Credit: Solar Dynamics Observatory/Goddard Space Flight Center.


Sunspot 1112
Oct 25, 2010

An extremely large filamentary structure has appeared on the Sun. Electric star theory presupposes such formations.

What is the Sun? And by extension, what are stars? A popular website describes the Sun in this way: "Our Sun is made up of elements left over from the Big Bang, elements formed from dying stars, and elements created in supernovae."

The basic premise of the Electric Universe theory is that celestial bodies are immersed in plasma and are connected by circuits. Since the Sun is also electrically interconnected with the galaxy and its planets, it should be thought of as a charged object in balance with the forces of its environment. That balance is not completely stable, however. The currents flowing into and out of the Sun can sometimes cause tremendous bursts of energy called solar flares.
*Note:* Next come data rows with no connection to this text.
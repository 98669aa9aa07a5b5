//! The sheetpilot daemon library.
//!
//! `sheetpilotd` is the long-running process that owns the session registry
//! and every session's dedicated automation thread. Short-lived CLI
//! processes reach it over a Unix domain socket speaking newline-delimited
//! JSON envelopes. One request's failure (bad arguments, a dead workbook
//! handle, a save conflict) produces an error response; it never takes the
//! daemon down.

pub mod config;
pub mod server;

pub use config::DaemonConfig;
pub use server::serve;
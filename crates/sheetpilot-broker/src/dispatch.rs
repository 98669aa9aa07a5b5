//! Command dispatch: dot-namespaced command names to driver operations.
//!
//! This is the seam the feature-command families plug into. Each handler is
//! a plain `fn` that parses its JSON args and makes the corresponding driver
//! call; the worker runs it on the session's dedicated thread. Handlers are
//! classified mutating or read-only, and that classification drives the
//! batch dirty flag.

use std::collections::HashMap;

use serde::Deserialize;
use serde_json::{json, Value};
use sheetpilot_protocol::bridge::{CellValue, SheetRef};

use crate::driver::{DriverError, WorkbookDriver};
use crate::error::{BrokerError, Result};

pub type HandlerFn = fn(&mut dyn WorkbookDriver, Value) -> std::result::Result<Value, DriverError>;

/// One registered feature command.
#[derive(Debug)]
pub struct Handler {
    pub mutating: bool,
    pub run: HandlerFn,
}

/// The command table. Built once at daemon startup.
#[derive(Default)]
pub struct CommandRegistry {
    handlers: HashMap<&'static str, Handler>,
}

impl CommandRegistry {
    /// The built-in feature commands.
    pub fn builtin() -> Self {
        let mut registry = Self::default();
        registry.register("cell.set", true, cell_set);
        registry.register("cell.formula", true, cell_formula);
        registry.register("cell.get", false, cell_get);
        registry.register("sheet.add", true, sheet_add);
        registry.register("sheet.list", false, sheet_list);
        registry.register("table.append", true, table_append);
        registry.register("workbook.recalculate", true, workbook_recalculate);
        registry
    }

    pub fn register(&mut self, name: &'static str, mutating: bool, run: HandlerFn) {
        self.handlers.insert(name, Handler { mutating, run });
    }

    pub fn get(&self, name: &str) -> Result<&Handler> {
        self.handlers
            .get(name)
            .ok_or_else(|| BrokerError::UnknownCommand(name.to_string()))
    }

    pub fn command_names(&self) -> Vec<&'static str> {
        let mut names: Vec<_> = self.handlers.keys().copied().collect();
        names.sort_unstable();
        names
    }
}

fn parse_args<T: for<'de> Deserialize<'de>>(args: Value) -> std::result::Result<T, DriverError> {
    serde_json::from_value(args).map_err(|e| DriverError::InvalidArgs(e.to_string()))
}

fn default_sheet() -> SheetRef {
    SheetRef::Index(0)
}

#[derive(Deserialize)]
struct CellSetArgs {
    #[serde(default = "default_sheet")]
    sheet: SheetRef,
    cell: String,
    value: CellValue,
}

fn cell_set(
    driver: &mut dyn WorkbookDriver,
    args: Value,
) -> std::result::Result<Value, DriverError> {
    let args: CellSetArgs = parse_args(args)?;
    driver.set_cell_value(&args.sheet, &args.cell, args.value)?;
    Ok(Value::Null)
}

#[derive(Deserialize)]
struct CellFormulaArgs {
    #[serde(default = "default_sheet")]
    sheet: SheetRef,
    cell: String,
    formula: String,
}

fn cell_formula(
    driver: &mut dyn WorkbookDriver,
    args: Value,
) -> std::result::Result<Value, DriverError> {
    let args: CellFormulaArgs = parse_args(args)?;
    driver.set_cell_formula(&args.sheet, &args.cell, &args.formula)?;
    Ok(Value::Null)
}

#[derive(Deserialize)]
struct CellGetArgs {
    #[serde(default = "default_sheet")]
    sheet: SheetRef,
    cell: String,
}

fn cell_get(
    driver: &mut dyn WorkbookDriver,
    args: Value,
) -> std::result::Result<Value, DriverError> {
    let args: CellGetArgs = parse_args(args)?;
    let value = driver.get_cell_value(&args.sheet, &args.cell)?;
    Ok(json!({ "value": value }))
}

#[derive(Deserialize)]
struct SheetAddArgs {
    name: String,
}

fn sheet_add(
    driver: &mut dyn WorkbookDriver,
    args: Value,
) -> std::result::Result<Value, DriverError> {
    let args: SheetAddArgs = parse_args(args)?;
    driver.add_sheet(&args.name)?;
    Ok(Value::Null)
}

fn sheet_list(
    driver: &mut dyn WorkbookDriver,
    _args: Value,
) -> std::result::Result<Value, DriverError> {
    let sheets = driver.list_sheets()?;
    Ok(json!({ "sheets": sheets }))
}

#[derive(Deserialize)]
struct TableAppendArgs {
    table: String,
    rows: Vec<Vec<CellValue>>,
}

fn table_append(
    driver: &mut dyn WorkbookDriver,
    args: Value,
) -> std::result::Result<Value, DriverError> {
    let args: TableAppendArgs = parse_args(args)?;
    let appended = driver.append_table_rows(&args.table, args.rows)?;
    Ok(json!({ "appended": appended }))
}

fn workbook_recalculate(
    driver: &mut dyn WorkbookDriver,
    _args: Value,
) -> std::result::Result<Value, DriverError> {
    driver.recalculate()?;
    Ok(Value::Null)
}

#[cfg(test)]
mod tests {
    use super::*;
    use crate::driver::DriverFactory;
    use crate::fake::{FakeDriverFactory, FakeStore};
    use pretty_assertions::assert_eq;

    fn driver(store: &FakeStore) -> Box<dyn WorkbookDriver> {
        FakeDriverFactory::new(store.clone())
            .open(std::path::Path::new("/fake/wb.xlsx"), false)
            .unwrap()
    }

    #[test]
    fn unknown_command_is_an_error() {
        let registry = CommandRegistry::builtin();
        let err = registry.get("pivot.refresh").unwrap_err();
        assert!(matches!(err, BrokerError::UnknownCommand(_)));
    }

    #[test]
    fn cell_set_then_get_roundtrips() {
        let store = FakeStore::default();
        let mut d = driver(&store);
        let registry = CommandRegistry::builtin();

        let set = registry.get("cell.set").unwrap();
        assert!(set.mutating);
        (set.run)(d.as_mut(), json!({"cell": "A1", "value": 42.0})).unwrap();

        let get = registry.get("cell.get").unwrap();
        assert!(!get.mutating);
        let out = (get.run)(d.as_mut(), json!({"cell": "A1"})).unwrap();
        assert_eq!(out, json!({"value": 42.0}));
    }

    #[test]
    fn bad_args_surface_as_invalid_args() {
        let store = FakeStore::default();
        let mut d = driver(&store);
        let registry = CommandRegistry::builtin();

        let set = registry.get("cell.set").unwrap();
        let err = (set.run)(d.as_mut(), json!({"value": 1.0})).unwrap_err();
        assert!(matches!(err, DriverError::InvalidArgs(_)));
    }

    #[test]
    fn table_append_reports_row_count() {
        let store = FakeStore::default();
        let mut d = driver(&store);
        let registry = CommandRegistry::builtin();

        let append = registry.get("table.append").unwrap();
        let out = (append.run)(
            d.as_mut(),
            json!({"table": "Sales", "rows": [[1.0, "a"], [2.0, "b"]]}),
        )
        .unwrap();
        assert_eq!(out, json!({"appended": 2}));
    }

    #[test]
    fn command_names_are_stable() {
        let registry = CommandRegistry::builtin();
        assert_eq!(
            registry.command_names(),
            vec![
                "cell.formula",
                "cell.get",
                "cell.set",
                "sheet.add",
                "sheet.list",
                "table.append",
                "workbook.recalculate",
            ]
        );
    }
}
According to consensus opinions, solar flares, or coronal mass ejections (CME), occur when magnetic loops in the Sun's atmosphere "reconnect" with each other, causing a short circuit. The explosive release of "magnetic energy" is said to accelerate the superheated gases out into space. No one knows what "magnetic reconnection" is, but it is offered as the only explanation by heliophysicists for the flaring phenomenon.

Since CMEs increase auroral brightness and frequency when they meet Earth's magnetic field, deductive reasoning (and instrumentality) identifies them as a flow of charged particles. Although space scientists refer to the ion stream pouring out of the Sun as a "wind," and that atomic fragments "rain down" on Earth, that they are attracted to and follow the polar cusps should definitively establish their electrical nature.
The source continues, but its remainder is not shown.